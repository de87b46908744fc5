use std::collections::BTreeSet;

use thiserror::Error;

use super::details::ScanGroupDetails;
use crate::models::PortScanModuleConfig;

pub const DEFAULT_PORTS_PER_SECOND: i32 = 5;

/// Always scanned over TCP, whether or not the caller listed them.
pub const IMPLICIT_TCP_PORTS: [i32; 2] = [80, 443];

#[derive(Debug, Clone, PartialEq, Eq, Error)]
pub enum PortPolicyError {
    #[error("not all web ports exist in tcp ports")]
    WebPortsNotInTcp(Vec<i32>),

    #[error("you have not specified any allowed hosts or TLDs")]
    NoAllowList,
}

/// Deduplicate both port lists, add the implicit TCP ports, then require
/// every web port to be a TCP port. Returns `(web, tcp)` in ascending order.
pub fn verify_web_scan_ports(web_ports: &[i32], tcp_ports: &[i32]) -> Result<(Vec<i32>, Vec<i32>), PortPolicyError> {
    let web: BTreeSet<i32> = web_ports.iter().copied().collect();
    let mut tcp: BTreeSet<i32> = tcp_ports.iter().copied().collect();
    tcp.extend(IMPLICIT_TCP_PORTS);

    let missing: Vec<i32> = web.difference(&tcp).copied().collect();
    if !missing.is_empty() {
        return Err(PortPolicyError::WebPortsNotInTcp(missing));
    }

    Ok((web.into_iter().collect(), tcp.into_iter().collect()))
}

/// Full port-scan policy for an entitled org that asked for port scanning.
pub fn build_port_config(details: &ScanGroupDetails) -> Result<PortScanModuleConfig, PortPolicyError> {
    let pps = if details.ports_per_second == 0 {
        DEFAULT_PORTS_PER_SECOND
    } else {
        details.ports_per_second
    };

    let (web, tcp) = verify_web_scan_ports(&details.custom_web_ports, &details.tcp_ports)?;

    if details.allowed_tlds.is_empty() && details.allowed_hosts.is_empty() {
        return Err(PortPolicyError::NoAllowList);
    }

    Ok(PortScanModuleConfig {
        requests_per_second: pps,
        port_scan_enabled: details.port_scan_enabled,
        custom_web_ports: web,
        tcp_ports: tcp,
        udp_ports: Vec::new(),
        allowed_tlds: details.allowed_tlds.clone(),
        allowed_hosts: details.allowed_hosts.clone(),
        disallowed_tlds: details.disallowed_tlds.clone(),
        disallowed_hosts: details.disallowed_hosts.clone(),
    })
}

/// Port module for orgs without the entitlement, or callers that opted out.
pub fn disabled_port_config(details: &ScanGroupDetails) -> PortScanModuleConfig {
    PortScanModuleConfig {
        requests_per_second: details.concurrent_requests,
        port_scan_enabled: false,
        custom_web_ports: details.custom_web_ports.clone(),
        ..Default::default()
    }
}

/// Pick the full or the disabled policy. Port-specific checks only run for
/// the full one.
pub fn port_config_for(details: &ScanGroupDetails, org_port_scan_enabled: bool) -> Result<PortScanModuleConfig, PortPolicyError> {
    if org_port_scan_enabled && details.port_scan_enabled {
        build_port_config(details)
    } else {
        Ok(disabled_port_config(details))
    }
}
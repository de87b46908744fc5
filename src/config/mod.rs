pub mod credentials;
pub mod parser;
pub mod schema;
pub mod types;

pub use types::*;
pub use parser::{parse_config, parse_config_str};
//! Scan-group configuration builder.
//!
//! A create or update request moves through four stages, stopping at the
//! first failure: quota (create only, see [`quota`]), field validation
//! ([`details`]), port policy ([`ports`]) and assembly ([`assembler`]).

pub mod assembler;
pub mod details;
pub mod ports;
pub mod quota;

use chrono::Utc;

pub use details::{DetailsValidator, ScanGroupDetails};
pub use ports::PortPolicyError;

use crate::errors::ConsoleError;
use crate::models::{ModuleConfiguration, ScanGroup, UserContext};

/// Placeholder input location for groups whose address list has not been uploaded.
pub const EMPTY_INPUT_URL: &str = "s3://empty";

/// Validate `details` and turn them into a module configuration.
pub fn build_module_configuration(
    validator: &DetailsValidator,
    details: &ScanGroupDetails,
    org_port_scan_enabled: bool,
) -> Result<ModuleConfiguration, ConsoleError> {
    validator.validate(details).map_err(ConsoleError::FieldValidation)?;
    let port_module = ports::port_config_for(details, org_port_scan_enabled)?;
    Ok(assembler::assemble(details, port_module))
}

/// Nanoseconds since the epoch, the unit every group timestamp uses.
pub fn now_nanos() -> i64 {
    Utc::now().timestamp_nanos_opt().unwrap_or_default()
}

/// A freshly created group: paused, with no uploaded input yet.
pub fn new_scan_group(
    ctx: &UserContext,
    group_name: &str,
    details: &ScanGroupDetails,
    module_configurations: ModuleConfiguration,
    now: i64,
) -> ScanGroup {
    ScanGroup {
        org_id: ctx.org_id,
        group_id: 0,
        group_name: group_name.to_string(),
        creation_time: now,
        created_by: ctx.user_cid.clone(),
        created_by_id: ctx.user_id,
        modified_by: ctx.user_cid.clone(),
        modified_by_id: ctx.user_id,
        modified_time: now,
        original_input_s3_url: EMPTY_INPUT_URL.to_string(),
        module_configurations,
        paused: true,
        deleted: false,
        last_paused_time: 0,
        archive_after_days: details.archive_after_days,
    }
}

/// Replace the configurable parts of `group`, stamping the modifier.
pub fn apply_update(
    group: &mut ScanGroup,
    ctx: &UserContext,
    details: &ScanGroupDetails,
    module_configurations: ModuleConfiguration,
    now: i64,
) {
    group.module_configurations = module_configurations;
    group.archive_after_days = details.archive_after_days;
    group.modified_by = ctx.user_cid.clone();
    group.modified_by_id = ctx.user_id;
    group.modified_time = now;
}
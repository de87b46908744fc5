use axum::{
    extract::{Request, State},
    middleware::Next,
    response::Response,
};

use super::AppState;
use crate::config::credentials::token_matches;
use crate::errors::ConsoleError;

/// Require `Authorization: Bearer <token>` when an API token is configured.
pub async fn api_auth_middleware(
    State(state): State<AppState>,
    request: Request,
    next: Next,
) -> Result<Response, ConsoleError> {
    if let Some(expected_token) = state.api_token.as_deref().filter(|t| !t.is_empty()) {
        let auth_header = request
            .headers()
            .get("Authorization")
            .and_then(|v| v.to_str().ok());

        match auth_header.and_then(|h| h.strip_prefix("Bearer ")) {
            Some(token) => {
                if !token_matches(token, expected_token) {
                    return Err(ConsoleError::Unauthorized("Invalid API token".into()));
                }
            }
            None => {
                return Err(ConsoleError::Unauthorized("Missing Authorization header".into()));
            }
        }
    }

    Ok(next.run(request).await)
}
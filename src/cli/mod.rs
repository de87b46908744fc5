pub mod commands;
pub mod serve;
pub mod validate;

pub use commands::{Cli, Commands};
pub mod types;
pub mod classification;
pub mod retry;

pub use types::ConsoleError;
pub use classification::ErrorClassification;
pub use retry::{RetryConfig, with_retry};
******************************
Copy the entries above exactly, but only from the line holding "have not specified" through the line holding "in ascending order.", both included.

> **Response area**
    #[error("you have not specified any allowed hosts or TLDs")]
    NoAllowList,
}

/// Deduplicate both port lists, add the implicit TCP ports, then require
/// every web port to be a TCP port. Returns `(web, tcp)` in ascending order.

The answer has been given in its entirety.